## TASK PROMPT
Each line below with the word "saved" needs to be copied.

BEGIN

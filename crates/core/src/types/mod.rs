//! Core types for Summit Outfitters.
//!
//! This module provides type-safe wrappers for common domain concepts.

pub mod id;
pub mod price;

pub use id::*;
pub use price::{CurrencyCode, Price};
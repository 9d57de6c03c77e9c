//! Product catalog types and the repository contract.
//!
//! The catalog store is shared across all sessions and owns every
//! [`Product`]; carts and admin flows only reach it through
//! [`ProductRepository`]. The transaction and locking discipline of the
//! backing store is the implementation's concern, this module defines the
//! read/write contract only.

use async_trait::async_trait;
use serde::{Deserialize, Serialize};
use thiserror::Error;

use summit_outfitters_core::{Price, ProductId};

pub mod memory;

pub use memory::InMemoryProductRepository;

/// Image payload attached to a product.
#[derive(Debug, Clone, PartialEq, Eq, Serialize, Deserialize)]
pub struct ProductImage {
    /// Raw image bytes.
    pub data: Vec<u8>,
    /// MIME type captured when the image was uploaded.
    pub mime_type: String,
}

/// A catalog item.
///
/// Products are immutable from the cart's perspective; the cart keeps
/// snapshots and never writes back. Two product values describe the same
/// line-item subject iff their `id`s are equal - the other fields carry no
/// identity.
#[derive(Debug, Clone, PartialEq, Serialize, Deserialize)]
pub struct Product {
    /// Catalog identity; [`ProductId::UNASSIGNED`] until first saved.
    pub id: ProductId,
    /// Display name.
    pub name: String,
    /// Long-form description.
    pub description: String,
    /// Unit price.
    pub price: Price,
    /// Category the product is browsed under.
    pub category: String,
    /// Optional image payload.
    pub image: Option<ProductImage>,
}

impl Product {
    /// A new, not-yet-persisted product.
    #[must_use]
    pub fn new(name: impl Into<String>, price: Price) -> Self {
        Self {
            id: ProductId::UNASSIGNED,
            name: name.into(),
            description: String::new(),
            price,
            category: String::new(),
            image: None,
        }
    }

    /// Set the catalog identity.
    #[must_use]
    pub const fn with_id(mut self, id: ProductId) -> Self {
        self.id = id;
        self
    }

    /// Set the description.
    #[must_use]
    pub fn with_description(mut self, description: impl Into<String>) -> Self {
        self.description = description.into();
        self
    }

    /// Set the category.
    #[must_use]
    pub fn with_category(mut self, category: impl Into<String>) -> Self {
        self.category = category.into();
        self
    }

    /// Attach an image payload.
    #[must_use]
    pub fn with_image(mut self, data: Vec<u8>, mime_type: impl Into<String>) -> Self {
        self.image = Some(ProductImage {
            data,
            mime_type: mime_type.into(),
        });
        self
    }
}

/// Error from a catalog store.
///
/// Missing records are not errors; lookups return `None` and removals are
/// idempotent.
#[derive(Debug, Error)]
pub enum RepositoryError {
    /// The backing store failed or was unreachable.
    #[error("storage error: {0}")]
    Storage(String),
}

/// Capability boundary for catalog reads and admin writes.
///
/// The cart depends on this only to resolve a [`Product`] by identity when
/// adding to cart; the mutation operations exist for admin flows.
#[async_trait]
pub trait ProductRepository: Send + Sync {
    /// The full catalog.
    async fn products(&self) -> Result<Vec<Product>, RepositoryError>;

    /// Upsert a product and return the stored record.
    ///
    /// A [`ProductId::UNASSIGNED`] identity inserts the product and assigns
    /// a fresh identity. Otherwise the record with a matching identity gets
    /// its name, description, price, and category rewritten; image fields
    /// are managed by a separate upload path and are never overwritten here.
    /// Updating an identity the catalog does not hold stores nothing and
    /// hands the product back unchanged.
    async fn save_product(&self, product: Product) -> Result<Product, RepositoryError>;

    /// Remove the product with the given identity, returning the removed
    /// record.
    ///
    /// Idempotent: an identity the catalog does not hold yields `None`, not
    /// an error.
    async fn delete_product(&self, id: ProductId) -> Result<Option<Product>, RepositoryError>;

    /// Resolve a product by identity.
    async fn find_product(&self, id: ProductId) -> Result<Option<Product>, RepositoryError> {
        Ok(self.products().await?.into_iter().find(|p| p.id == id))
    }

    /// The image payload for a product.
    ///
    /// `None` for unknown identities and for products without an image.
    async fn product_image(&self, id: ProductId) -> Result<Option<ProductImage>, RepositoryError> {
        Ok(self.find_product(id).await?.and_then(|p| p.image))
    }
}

END
BEGIN

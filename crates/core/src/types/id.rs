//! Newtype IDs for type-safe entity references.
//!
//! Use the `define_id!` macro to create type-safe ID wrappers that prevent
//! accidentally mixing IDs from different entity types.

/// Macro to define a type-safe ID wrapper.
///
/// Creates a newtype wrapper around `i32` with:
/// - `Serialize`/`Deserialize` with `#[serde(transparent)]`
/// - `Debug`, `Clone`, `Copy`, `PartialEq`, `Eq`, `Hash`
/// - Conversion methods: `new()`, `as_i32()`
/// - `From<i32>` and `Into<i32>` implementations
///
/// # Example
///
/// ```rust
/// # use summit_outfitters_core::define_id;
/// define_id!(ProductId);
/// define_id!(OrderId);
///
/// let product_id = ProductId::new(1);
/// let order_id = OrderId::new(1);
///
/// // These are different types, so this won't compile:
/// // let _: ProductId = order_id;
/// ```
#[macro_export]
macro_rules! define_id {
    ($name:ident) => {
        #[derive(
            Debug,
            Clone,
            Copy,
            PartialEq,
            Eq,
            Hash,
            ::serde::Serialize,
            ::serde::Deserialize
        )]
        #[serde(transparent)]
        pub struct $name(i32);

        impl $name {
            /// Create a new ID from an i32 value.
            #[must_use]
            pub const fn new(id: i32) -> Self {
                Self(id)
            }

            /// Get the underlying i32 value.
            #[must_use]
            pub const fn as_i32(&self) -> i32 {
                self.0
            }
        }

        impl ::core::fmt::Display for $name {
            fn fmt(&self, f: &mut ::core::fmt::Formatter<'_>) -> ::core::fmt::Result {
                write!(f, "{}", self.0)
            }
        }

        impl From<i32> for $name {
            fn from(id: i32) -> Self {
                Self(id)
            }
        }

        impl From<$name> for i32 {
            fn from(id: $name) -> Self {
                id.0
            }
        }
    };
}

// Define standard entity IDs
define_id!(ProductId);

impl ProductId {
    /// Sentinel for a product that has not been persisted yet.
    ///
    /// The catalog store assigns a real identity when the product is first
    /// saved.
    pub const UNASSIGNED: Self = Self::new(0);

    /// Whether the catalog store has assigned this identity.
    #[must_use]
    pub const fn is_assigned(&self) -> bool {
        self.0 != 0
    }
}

END

## WRITTEN SOLUTION
    /// Catalog identity; [`ProductId::UNASSIGNED`] until first saved.
    /// saved.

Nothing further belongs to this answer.